Anne McLaren was a hugely important figure in the fields of mammalian reproductive and developmental biology and genetics, and she is possibly best known for her work as director of the Medical Research Council Mammalian Development Unit at University College London. Her long and rich career in the techniques and ethics of fertility is covered in ample detail in John Biggers’ excellent obituary: http://www.theguardian.com/science/2007/jul/10/uk.obituaries

In this blog, I want to focus specifically on McLaren’s time in Edinburgh, and her appearances in our archive collections. After gaining her degree at Oxford and completing postdoctoral work in London, McLaren moved to Edinburgh in 1959 with her then-husband Donald Michie. She joined the Agricultural Research Council’s Unit of Animal Genetics (based within the Institute of Animal Genetics), working initially on the reproductive physiology of the mouse with Alan Beatty and others. During her time at the Institute, McLaren’s research spanned mammalian fertility, embryo transfer techniques and immunocontraception. She was particularly interested in egg transfer, the hormonal control of ovulation, superovulation and its effects on pregnancy, placental and foetal growth, and the effects of the uterine environment on skeletal character. She and John Biggers were the first to demonstrate that a mammalian embryo grown in vitro for several days would subsequently develop into a normal adult. McLaren also worked with chimeras (organisms consisting of two or more genetically different kinds of tissue), and her later book on the subject, published in 1976, became a classic text.

McLaren was well liked and respected in Edinburgh. The correspondence of Institute of Animal Genetics director C.H. Waddington reveals that he proposed McLaren for Fellowship of the Royal Society in 1968 (he was disappointed that she was not elected until 1974, after she had left the Institute), with F.W. Rogers Brambell as seconder. Waddington’s statement of support commends McLaren’s work on the reproductive biology of the mouse, and in particular the rigour of her statistical and quantitative approach. Waddington also praises her personal attributes: ‘She has in a high degree an ability found only in some scientists of being both highly critical and extremely helpful. Very many workers, at all levels from the young to quite mature ones, like to talk over with her some subject they are tackling, confident that she will spot any weaknesses in their arguments, or, more positively, coax them into thinking straighter than they had done before.’ (Coll-41/9/4/4)

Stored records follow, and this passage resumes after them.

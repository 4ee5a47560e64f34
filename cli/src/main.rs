// Copyright (c) 2026 100monkeys.ai
// SPDX-License-Identifier: AGPL-3.0

//! # AEGIS Chat CLI
//!
//! The `aegis-chat` binary runs the chat server and talks to it.
//!
//! ## Commands
//!
//! - `aegis-chat serve` - Run the HTTP/SSE chat server in the foreground
//! - `aegis-chat chat <message>` - Stream one reply to the terminal
//! - `aegis-chat stop <request_id>` - Stop a live request
//! - `aegis-chat config show|validate|generate` - Configuration management

use anyhow::{Context, Result};
use clap::{Parser, Subcommand};
use colored::Colorize;
use std::path::PathBuf;

use aegis_chat::commands::{self, ChatArgs, ConfigCommand};
use aegis_chat::daemon;
use aegis_chat_core::domain::node_config::NodeConfigManifest;

/// AEGIS Chat - streaming assistant backend with admission control
#[derive(Parser)]
#[command(name = "aegis-chat")]
#[command(version, about, long_about = None)]
#[command(propagate_version = true)]
struct Cli {
    /// Path to configuration file (overrides discovery)
    #[arg(
        short,
        long,
        global = true,
        env = "AEGIS_CONFIG_PATH",
        value_name = "FILE"
    )]
    config: Option<PathBuf>,

    /// HTTP API port (default: from config, else 8000)
    #[arg(long, global = true, env = "AEGIS_PORT")]
    port: Option<u16>,

    /// HTTP API host (default: from config, else 127.0.0.1)
    #[arg(long, global = true, env = "AEGIS_HOST")]
    host: Option<String>,

    /// Log level (trace, debug, info, warn, error)
    #[arg(long, global = true, env = "AEGIS_LOG_LEVEL")]
    log_level: Option<String>,

    #[command(subcommand)]
    command: Option<Commands>,
}

#[derive(Subcommand)]
enum Commands {
    /// Run the chat server
    #[command(name = "serve")]
    Serve,

    /// Send a message and stream the reply
    #[command(name = "chat")]
    Chat(ChatArgs),

    /// Stop a live request by id
    #[command(name = "stop")]
    Stop {
        /// Request id printed by `aegis-chat chat`
        request_id: String,
    },

    /// Configuration management
    #[command(name = "config")]
    Config {
        #[command(subcommand)]
        command: ConfigCommand,
    },
}

#[tokio::main]
async fn main() -> Result<()> {
    let cli = Cli::parse();

    match cli.command {
        Some(Commands::Serve) => {
            let config = NodeConfigManifest::load_or_default(cli.config)
                .context("Failed to load configuration")?;
            let observability = &config.spec.observability;
            let level = cli
                .log_level
                .unwrap_or_else(|| observability.log_level.clone());
            init_logging(&level, &observability.log_format)?;
            daemon::server::start_server(config, cli.host, cli.port).await
        }
        Some(Commands::Chat(args)) => {
            init_logging(cli.log_level.as_deref().unwrap_or("warn"), "compact")?;
            commands::chat::handle_command(args, &endpoint(cli.host, cli.port)).await
        }
        Some(Commands::Stop { request_id }) => {
            init_logging(cli.log_level.as_deref().unwrap_or("warn"), "compact")?;
            commands::stop::handle_command(&request_id, &endpoint(cli.host, cli.port)).await
        }
        Some(Commands::Config { command }) => {
            init_logging(cli.log_level.as_deref().unwrap_or("info"), "compact")?;
            commands::config::handle_command(command, cli.config).await
        }
        None => {
            eprintln!("{}", "No command specified. Use --help for usage.".yellow());
            std::process::exit(1);
        }
    }
}

fn endpoint(host: Option<String>, port: Option<u16>) -> String {
    daemon::base_url(
        host.as_deref().unwrap_or(daemon::DEFAULT_HOST),
        port.unwrap_or(daemon::DEFAULT_PORT),
    )
}

/// Initialize tracing subscriber for logging. `RUST_LOG` wins over `level`.
fn init_logging(level: &str, format: &str) -> Result<()> {
    let filter = tracing_subscriber::EnvFilter::try_from_default_env()
        .or_else(|_| tracing_subscriber::EnvFilter::try_new(level))
        .context("Failed to create log filter")?;

    let builder = tracing_subscriber::fmt()
        .with_env_filter(filter)
        .with_target(false)
        .with_thread_ids(false)
        .with_file(false)
        .with_line_number(false)
        .with_writer(std::io::stderr);

    if format == "json" {
        builder.json().init();
    } else {
        builder.compact().init();
    }

    Ok(())
}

Alan Beatty’s papers contain the most information relating to McLaren, as they worked closely together until McLaren departed for London in 1974. They secured a series of grants from the Ford Foundation for a sustained programme of work on reproductive physiology, and together with colleagues, they lobbied for a Centre for Reproductive Biology to be established in Edinburgh (which occurred in 1980). Beatty’s archive reveals an active and busy schedule of planning meetings and funding applications underpinning he and McLaren’s research. Letters from McLaren after her departure to London show that she continued to take an interest in matters in Edinburgh, and stayed in touch with old colleagues and friends.

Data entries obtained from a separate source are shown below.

// Copyright (c) 2026 100monkeys.ai
// SPDX-License-Identifier: AGPL-3.0
//! # Heartbeat Wrapper
//!
//! Wraps a raw [`TokenStream`] into a stream of [`StreamEvent`]s that keeps
//! the caller's connection alive while the model is silent.
//!
//! Two clocks run against the time of the last token:
//!
//! | Deadline | Effect |
//! |----------|--------|
//! | `pulse_interval` | emit `pulse`, repeat every interval; does not reset the token clock |
//! | `hard_stall_timeout` | emit one `model_unresponsive` error, drop the source, end |
//!
//! A third deadline (`partial_tag_flush`) force-flushes text held back by the
//! [`ThinkFilter`] when no resolving chunk arrives. Cancellation ends the
//! stream without further events.

use futures::stream::{self, BoxStream};
use futures::{StreamExt, TryStreamExt};
use std::future::Future;
use tokio::time::{sleep_until, Instant};
use tokio_util::sync::CancellationToken;
use tracing::{debug, warn};

use crate::application::think_filter::{Filtered, ThinkFilter};
use crate::domain::llm::{InferenceError, TokenStream};
use crate::domain::node_config::StreamingConfig;
use crate::domain::stream::{FailureKind, MetaEvent, StreamEvent};

pub type EventStream = BoxStream<'static, StreamEvent>;

enum Wake {
    Cancelled,
    Chunk(Option<Result<String, InferenceError>>),
    Flush,
    Stall,
    Pulse,
}

#[derive(Debug, Clone)]
pub struct HeartbeatWrapper {
    config: StreamingConfig,
}

impl HeartbeatWrapper {
    pub fn new(config: StreamingConfig) -> Self {
        Self { config }
    }

    /// Like [`HeartbeatWrapper::wrap`], but the clocks start before the
    /// source exists: pulses and the stall deadline also cover the wait for
    /// `opening`. An opening error ends the stream as an inference error.
    pub fn wrap_opening<F>(&self, opening: F, cancel: CancellationToken) -> EventStream
    where
        F: Future<Output = Result<TokenStream, InferenceError>> + Send + 'static,
    {
        let source = stream::once(opening).try_flatten().boxed();
        self.wrap(source, cancel)
    }

    pub fn wrap(&self, source: TokenStream, cancel: CancellationToken) -> EventStream {
        let pulse_interval = self.config.pulse_interval;
        let stall_timeout = self.config.hard_stall_timeout;
        let flush_after = self.config.partial_tag_flush;

        let events = async_stream::stream! {
            let mut source = source;
            let mut filter = ThinkFilter::new();
            let mut last_token = Instant::now();
            let mut next_pulse = last_token + pulse_interval;
            let mut flush_at: Option<Instant> = None;

            loop {
                let stall_at = last_token + stall_timeout;
                let flush_deadline = flush_at.unwrap_or(stall_at);

                let wake = tokio::select! {
                    biased;
                    _ = cancel.cancelled() => Wake::Cancelled,
                    chunk = source.next() => Wake::Chunk(chunk),
                    _ = sleep_until(flush_deadline), if flush_at.is_some() => Wake::Flush,
                    _ = sleep_until(stall_at) => Wake::Stall,
                    _ = sleep_until(next_pulse) => Wake::Pulse,
                };

                match wake {
                    Wake::Cancelled => {
                        debug!("Token stream cancelled by caller");
                        break;
                    }
                    Wake::Chunk(Some(Ok(text))) => {
                        let now = Instant::now();
                        last_token = now;
                        next_pulse = now + pulse_interval;
                        for out in filter.push(&text, now) {
                            if let Some(event) = to_event(out) {
                                yield event;
                            }
                        }
                        flush_at = filter.has_pending().then(|| now + flush_after);
                    }
                    Wake::Chunk(Some(Err(e))) => {
                        for out in filter.finish(Instant::now()) {
                            if let Some(event) = to_event(out) {
                                yield event;
                            }
                        }
                        warn!("Inference stream failed: {}", e);
                        yield StreamEvent::error(FailureKind::Inference, e.to_string());
                        break;
                    }
                    Wake::Chunk(None) => {
                        for out in filter.finish(Instant::now()) {
                            if let Some(event) = to_event(out) {
                                yield event;
                            }
                        }
                        break;
                    }
                    Wake::Flush => {
                        flush_at = None;
                        for out in filter.flush_pending() {
                            if let Some(event) = to_event(out) {
                                yield event;
                            }
                        }
                    }
                    Wake::Stall => {
                        metrics::counter!("aegis_chat_stream_stalls_total").increment(1);
                        warn!(
                            "No tokens for {:?}, abandoning generation",
                            stall_timeout
                        );
                        yield StreamEvent::error(
                            FailureKind::ModelUnresponsive,
                            format!(
                                "Model unresponsive: no output for {}s",
                                stall_timeout.as_secs()
                            ),
                        );
                        break;
                    }
                    Wake::Pulse => {
                        metrics::counter!("aegis_chat_stream_pulses_total").increment(1);
                        next_pulse = Instant::now() + pulse_interval;
                        yield StreamEvent::pulse();
                    }
                }
            }
            // `source` drops here, which stops generation upstream.
        };

        events.boxed()
    }
}

fn to_event(out: Filtered) -> Option<StreamEvent> {
    match out {
        Filtered::Visible(text) if text.is_empty() => None,
        Filtered::Visible(text) => Some(StreamEvent::Token(text)),
        Filtered::ThinkingStart => Some(StreamEvent::Meta(MetaEvent::ThinkingStart)),
        Filtered::ThinkingEnd {
            duration_ms,
            chars_filtered,
            think_content,
        } => Some(StreamEvent::Meta(MetaEvent::ThinkingEnd {
            duration_ms,
            chars_filtered,
            think_content,
        })),
    }
}

#[cfg(test)]
mod tests {
    use super::*;
    use std::sync::atomic::{AtomicBool, Ordering};
    use std::sync::Arc;
    use std::time::Duration;

    fn config(pulse_secs: u64, stall_secs: u64) -> StreamingConfig {
        StreamingConfig {
            pulse_interval: Duration::from_secs(pulse_secs),
            hard_stall_timeout: Duration::from_secs(stall_secs),
            partial_tag_flush: Duration::from_millis(200),
            ..StreamingConfig::default()
        }
    }

    fn tokens(events: &[StreamEvent]) -> String {
        events
            .iter()
            .filter_map(|e| match e {
                StreamEvent::Token(t) => Some(t.as_str()),
                _ => None,
            })
            .collect()
    }

    fn pulses(events: &[StreamEvent]) -> usize {
        events
            .iter()
            .filter(|e| matches!(e, StreamEvent::Meta(MetaEvent::Pulse)))
            .count()
    }

    /// Yields `chunks` in order, sleeping the paired delay before each one.
    fn timed_source(chunks: Vec<(u64, &'static str)>) -> TokenStream {
        async_stream::stream! {
            for (delay_ms, text) in chunks {
                tokio::time::sleep(Duration::from_millis(delay_ms)).await;
                yield Ok(text.to_string());
            }
        }
        .boxed()
    }

    #[tokio::test(start_paused = true)]
    async fn test_tokens_pass_through_in_order() {
        let wrapper = HeartbeatWrapper::new(config(1, 120));
        let source = timed_source(vec![(0, "Hel"), (10, "lo"), (10, " there")]);
        let events: Vec<_> = wrapper.wrap(source, CancellationToken::new()).collect().await;
        assert_eq!(tokens(&events), "Hello there");
        assert_eq!(pulses(&events), 0);
        assert!(events.iter().all(|e| !e.is_terminal()));
    }

    #[tokio::test(start_paused = true)]
    async fn test_silence_emits_pulses_then_tokens_resume() {
        let wrapper = HeartbeatWrapper::new(config(1, 120));
        let source = timed_source(vec![(0, "a"), (3_500, "b")]);
        let events: Vec<_> = wrapper.wrap(source, CancellationToken::new()).collect().await;

        assert_eq!(tokens(&events), "ab");
        assert_eq!(pulses(&events), 3);
        assert_eq!(events.first(), Some(&StreamEvent::token("a")));
        assert_eq!(events.last(), Some(&StreamEvent::token("b")));
    }

    #[tokio::test(start_paused = true)]
    async fn test_hard_stall_emits_single_error_and_stops_source() {
        let polled_after_stall = Arc::new(AtomicBool::new(false));
        let flag = polled_after_stall.clone();
        let source: TokenStream = async_stream::stream! {
            yield Ok("a".to_string());
            tokio::time::sleep(Duration::from_secs(600)).await;
            flag.store(true, Ordering::SeqCst);
            yield Ok("late".to_string());
        }
        .boxed();

        let wrapper = HeartbeatWrapper::new(config(1, 5));
        let events: Vec<_> = wrapper.wrap(source, CancellationToken::new()).collect().await;

        let errors: Vec<_> = events.iter().filter(|e| e.is_terminal()).collect();
        assert_eq!(errors.len(), 1);
        match events.last() {
            Some(StreamEvent::Error(failure)) => {
                assert_eq!(failure.kind, FailureKind::ModelUnresponsive)
            }
            other => panic!("expected stall error, got {:?}", other),
        }
        assert_eq!(tokens(&events), "a");
        assert_eq!(pulses(&events), 4);

        tokio::time::sleep(Duration::from_secs(1_000)).await;
        assert!(!polled_after_stall.load(Ordering::SeqCst));
    }

    #[tokio::test(start_paused = true)]
    async fn test_think_blocks_become_meta_events() {
        let wrapper = HeartbeatWrapper::new(config(1, 120));
        let source = timed_source(vec![(0, "Hello <thi"), (5, "nk>secret</think> world")]);
        let events: Vec<_> = wrapper.wrap(source, CancellationToken::new()).collect().await;

        assert_eq!(tokens(&events), "Hello  world");
        assert!(events.contains(&StreamEvent::Meta(MetaEvent::ThinkingStart)));
        let end = events.iter().find_map(|e| match e {
            StreamEvent::Meta(MetaEvent::ThinkingEnd { think_content, .. }) => {
                Some(think_content.clone())
            }
            _ => None,
        });
        assert_eq!(end.as_deref(), Some("secret"));
    }

    #[tokio::test(start_paused = true)]
    async fn test_partial_tag_flushed_after_timeout() {
        let wrapper = HeartbeatWrapper::new(config(1, 120));
        let source = timed_source(vec![(0, "a <th"), (5_000, "ink about it")]);
        let events: Vec<_> = wrapper.wrap(source, CancellationToken::new()).collect().await;

        assert_eq!(events[0], StreamEvent::token("a "));
        assert_eq!(events[1], StreamEvent::token("<th"));
        assert_eq!(events[2], StreamEvent::pulse());
        assert_eq!(tokens(&events), "a <think about it");
    }

    #[tokio::test(start_paused = true)]
    async fn test_cancellation_ends_stream_silently() {
        let cancel = CancellationToken::new();
        let source: TokenStream = async_stream::stream! {
            yield Ok("a".to_string());
            futures::future::pending::<()>().await;
        }
        .boxed();

        let trigger = cancel.clone();
        tokio::spawn(async move {
            tokio::time::sleep(Duration::from_millis(2_500)).await;
            trigger.cancel();
        });

        let wrapper = HeartbeatWrapper::new(config(1, 120));
        let events: Vec<_> = wrapper.wrap(source, cancel).collect().await;
        assert_eq!(tokens(&events), "a");
        assert_eq!(pulses(&events), 2);
        assert!(events.iter().all(|e| !e.is_terminal()));
    }

    #[tokio::test(start_paused = true)]
    async fn test_slow_stream_open_counts_as_silence() {
        let opening = async {
            tokio::time::sleep(Duration::from_secs(60)).await;
            Ok(timed_source(vec![(0, "late")]))
        };
        let wrapper = HeartbeatWrapper::new(config(1, 5));
        let events: Vec<_> = wrapper
            .wrap_opening(opening, CancellationToken::new())
            .collect()
            .await;

        assert_eq!(pulses(&events), 4);
        assert_eq!(tokens(&events), "");
        match events.last() {
            Some(StreamEvent::Error(failure)) => {
                assert_eq!(failure.kind, FailureKind::ModelUnresponsive)
            }
            other => panic!("expected stall error, got {:?}", other),
        }
    }

    #[tokio::test(start_paused = true)]
    async fn test_failed_stream_open_is_inference_error() {
        let opening = async { Err(InferenceError::ModelNotFound("m".to_string())) };
        let wrapper = HeartbeatWrapper::new(config(1, 5));
        let events: Vec<_> = wrapper
            .wrap_opening(opening, CancellationToken::new())
            .collect()
            .await;
        assert_eq!(events.len(), 1);
        assert!(matches!(
            &events[0],
            StreamEvent::Error(failure) if failure.kind == FailureKind::Inference
        ));
    }

    #[tokio::test(start_paused = true)]
    async fn test_slow_consumer_gets_no_burst_of_overdue_pulses() {
        let source: TokenStream = futures::stream::pending().boxed();
        let wrapper = HeartbeatWrapper::new(config(1, 120));
        let mut events = wrapper.wrap(source, CancellationToken::new());

        assert_eq!(events.next().await, Some(StreamEvent::pulse()));
        // Consumer stalls for several pulse intervals
        tokio::time::sleep(Duration::from_secs(5)).await;

        assert_eq!(events.next().await, Some(StreamEvent::pulse()));
        let caught_up = Instant::now();
        assert_eq!(events.next().await, Some(StreamEvent::pulse()));
        assert_eq!(Instant::now() - caught_up, Duration::from_secs(1));
    }

    #[tokio::test(start_paused = true)]
    async fn test_source_error_is_terminal() {
        let source: TokenStream = futures::stream::iter(vec![
            Ok("x".to_string()),
            Err(InferenceError::Network("connection reset".to_string())),
        ])
        .boxed();
        let wrapper = HeartbeatWrapper::new(config(1, 120));
        let events: Vec<_> = wrapper.wrap(source, CancellationToken::new()).collect().await;
        match events.last() {
            Some(StreamEvent::Error(failure)) => assert_eq!(failure.kind, FailureKind::Inference),
            other => panic!("expected error, got {:?}", other),
        }
    }
}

In London, McLaren’s research took her on to study the development of mammalian primordial germ cells, and she published an acclaimed book on the subject in 1980. After her retirement from the MGU, she became principal research associate at the Welcome Trust/Cancer Research UK Gurdon Institute in Cambridge. Anne McLaren died aged 80, along with her former husband Donald Michie, in a car accident en route from Cambridge to London on 7 July 2007.

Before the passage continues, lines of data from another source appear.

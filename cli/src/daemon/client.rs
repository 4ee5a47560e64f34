// Copyright (c) 2026 100monkeys.ai
// SPDX-License-Identifier: AGPL-3.0

//! HTTP client for the chat server API
//!
//! `POST /api/chat` answers with `text/event-stream`; every `data:` payload is
//! one JSON frame. [`SseDecoder`] reassembles payloads across chunk
//! boundaries and [`Frame::parse`] turns them into typed frames.

use anyhow::{Context, Result};
use futures::stream::BoxStream;
use futures::StreamExt;
use reqwest::{Client, StatusCode};
use serde::Serialize;
use serde_json::Value;
use std::collections::VecDeque;

const REQUEST_ID_HEADER: &str = "x-request-id";

/// One decoded server frame.
#[derive(Debug, Clone, PartialEq)]
pub enum Frame {
    Token(String),
    Loading {
        model: String,
    },
    QueueHeartbeat {
        position: u64,
    },
    Pulse,
    ThinkingStart,
    ThinkingStep {
        stage: String,
        iteration: u64,
        total_iterations: u64,
    },
    ThinkingEnd {
        duration_ms: u64,
    },
    Confidence {
        score: f64,
        level: String,
    },
    Error {
        kind: String,
        message: String,
    },
    Done(Value),
    Unknown(Value),
}

impl Frame {
    pub fn parse(data: &str) -> Result<Self> {
        let value: Value =
            serde_json::from_str(data).with_context(|| format!("Malformed frame: {}", data))?;
        Ok(Self::from_value(value))
    }

    fn from_value(value: Value) -> Self {
        if value["done"].as_bool() == Some(true) {
            return Frame::Done(value);
        }
        if let Some(token) = value["token"].as_str() {
            return Frame::Token(token.to_string());
        }

        let text = |key: &str| value[key].as_str().unwrap_or_default().to_string();
        let number = |key: &str| value[key].as_u64().unwrap_or_default();
        if value.get("error").is_some() {
            return Frame::Error {
                kind: text("kind"),
                message: text("error"),
            };
        }
        if value["status"] == "loading" {
            return Frame::Loading {
                model: text("model"),
            };
        }
        match value["_meta"].as_str() {
            Some("queue_heartbeat") => Frame::QueueHeartbeat {
                position: number("position"),
            },
            Some("pulse") => Frame::Pulse,
            Some("thinking_start") => Frame::ThinkingStart,
            Some("thinking_step") => Frame::ThinkingStep {
                stage: text("stage"),
                iteration: number("iteration"),
                total_iterations: number("total_iterations"),
            },
            Some("thinking_end") => Frame::ThinkingEnd {
                duration_ms: number("duration_ms"),
            },
            Some("confidence") => Frame::Confidence {
                score: value["score"].as_f64().unwrap_or_default(),
                level: text("level"),
            },
            _ => Frame::Unknown(value.clone()),
        }
    }

    pub fn is_terminal(&self) -> bool {
        matches!(self, Frame::Done(_) | Frame::Error { .. })
    }
}

/// Incremental `text/event-stream` decoder yielding complete `data` payloads.
#[derive(Debug, Default)]
pub struct SseDecoder {
    pending: Vec<u8>,
    data: Vec<String>,
}

impl SseDecoder {
    pub fn push(&mut self, chunk: &[u8]) -> Vec<String> {
        self.pending.extend_from_slice(chunk);
        let mut events = Vec::new();
        while let Some(newline) = self.pending.iter().position(|b| *b == b'\n') {
            let raw: Vec<u8> = self.pending.drain(..=newline).collect();
            let line = String::from_utf8_lossy(&raw);
            let line = line.trim_end_matches(['\n', '\r']);

            if line.is_empty() {
                if !self.data.is_empty() {
                    events.push(self.data.join("\n"));
                    self.data.clear();
                }
            } else if let Some(data) = line.strip_prefix("data:") {
                self.data
                    .push(data.strip_prefix(' ').unwrap_or(data).to_string());
            }
            // Comments (keep-alives) and other fields are ignored
        }
        events
    }
}

#[derive(Debug, Clone)]
pub struct ChatClient {
    client: Client,
    base_url: String,
}

/// Live reply stream for one request.
pub struct ChatStream {
    request_id: Option<String>,
    body: BoxStream<'static, reqwest::Result<Vec<u8>>>,
    decoder: SseDecoder,
    ready: VecDeque<String>,
}

impl ChatStream {
    pub fn request_id(&self) -> Option<&str> {
        self.request_id.as_deref()
    }

    /// Next frame, or `None` once the server closes the stream.
    pub async fn next_frame(&mut self) -> Result<Option<Frame>> {
        loop {
            if let Some(data) = self.ready.pop_front() {
                return Frame::parse(&data).map(Some);
            }
            match self.body.next().await {
                Some(chunk) => {
                    let chunk = chunk.context("Failed to read event stream chunk")?;
                    self.ready.extend(self.decoder.push(&chunk));
                }
                None => return Ok(None),
            }
        }
    }
}

impl ChatClient {
    pub fn new(base_url: impl Into<String>) -> Result<Self> {
        let client = Client::builder()
            // No global timeout: replies are long-lived streams
            .build()
            .context("Failed to create HTTP client")?;

        Ok(Self {
            client,
            base_url: base_url.into(),
        })
    }

    pub async fn chat(&self, message: &str, mode: &str, background: bool) -> Result<ChatStream> {
        #[derive(Serialize)]
        struct ChatBody<'a> {
            message: &'a str,
            mode: &'a str,
            background: bool,
        }

        let response = self
            .client
            .post(format!("{}/api/chat", self.base_url))
            .json(&ChatBody {
                message,
                mode,
                background,
            })
            .send()
            .await
            .context("Failed to reach chat server")?;

        if !response.status().is_success() {
            let status = response.status();
            let error_text = response.text().await.unwrap_or_default();
            anyhow::bail!("Chat request rejected ({}): {}", status, error_text);
        }

        let request_id = response
            .headers()
            .get(REQUEST_ID_HEADER)
            .and_then(|v| v.to_str().ok())
            .map(str::to_string);
        let body = response
            .bytes_stream()
            .map(|chunk| chunk.map(|bytes| bytes.to_vec()))
            .boxed();

        Ok(ChatStream {
            request_id,
            body,
            decoder: SseDecoder::default(),
            ready: VecDeque::new(),
        })
    }

    /// `Ok(false)` when the server knows no live request with that id.
    pub async fn stop(&self, request_id: &str) -> Result<bool> {
        let response = self
            .client
            .post(format!("{}/api/chat/{}/stop", self.base_url, request_id))
            .send()
            .await
            .context("Failed to reach chat server")?;

        match response.status() {
            status if status.is_success() => Ok(true),
            StatusCode::NOT_FOUND => Ok(false),
            status => {
                let error_text = response.text().await.unwrap_or_default();
                anyhow::bail!("Stop failed ({}): {}", status, error_text)
            }
        }
    }
}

Importantly, McLaren’s scientific work formed the basis of her wider engagement with ethical and societal issues surrounding fertility and reproduction, and, later, stem cell research and cloning technologies. She sat on the Warnock Committee, which contributed to the passing of the 1987 Family Law Reform Act and the 1990 Human Fertilisation and Embryology Act. A copy of one of her articles, titled ‘The Future of the Family’, was retained by Waddington in his papers, and demonstrates that, for McLaren, science has the potential to direct humans towards a better society. The article, written in 1972, concludes:

People in the future will be faced with more leisure: I hope that they will use it for a greater degree of democratic participation in the running of our society; for self-education, aided by computers whose tutorial intelligences will soon be at our disposal; and above all for the benefit of their smaller families of children. It is in the early years of life that personalities are moulded and the foundations of ethical systems laid: we must find out how not to cripple children’s minds as most, perhaps all, are crippled today, and how to instil an ethic of loyalty and protectiveness which begins with other members of the family and does not stop at national boundaries, but extends for the first time over the entire human race.

Clare Button
Project Archivist
If you have a topic relating to animal genetics in Edinburgh which you’d like to see covered, get in touch!

 

IVF: 36 years on

Beatty IVF clippings

News clippings from the R.A. Beatty collection (Coll-1364/8)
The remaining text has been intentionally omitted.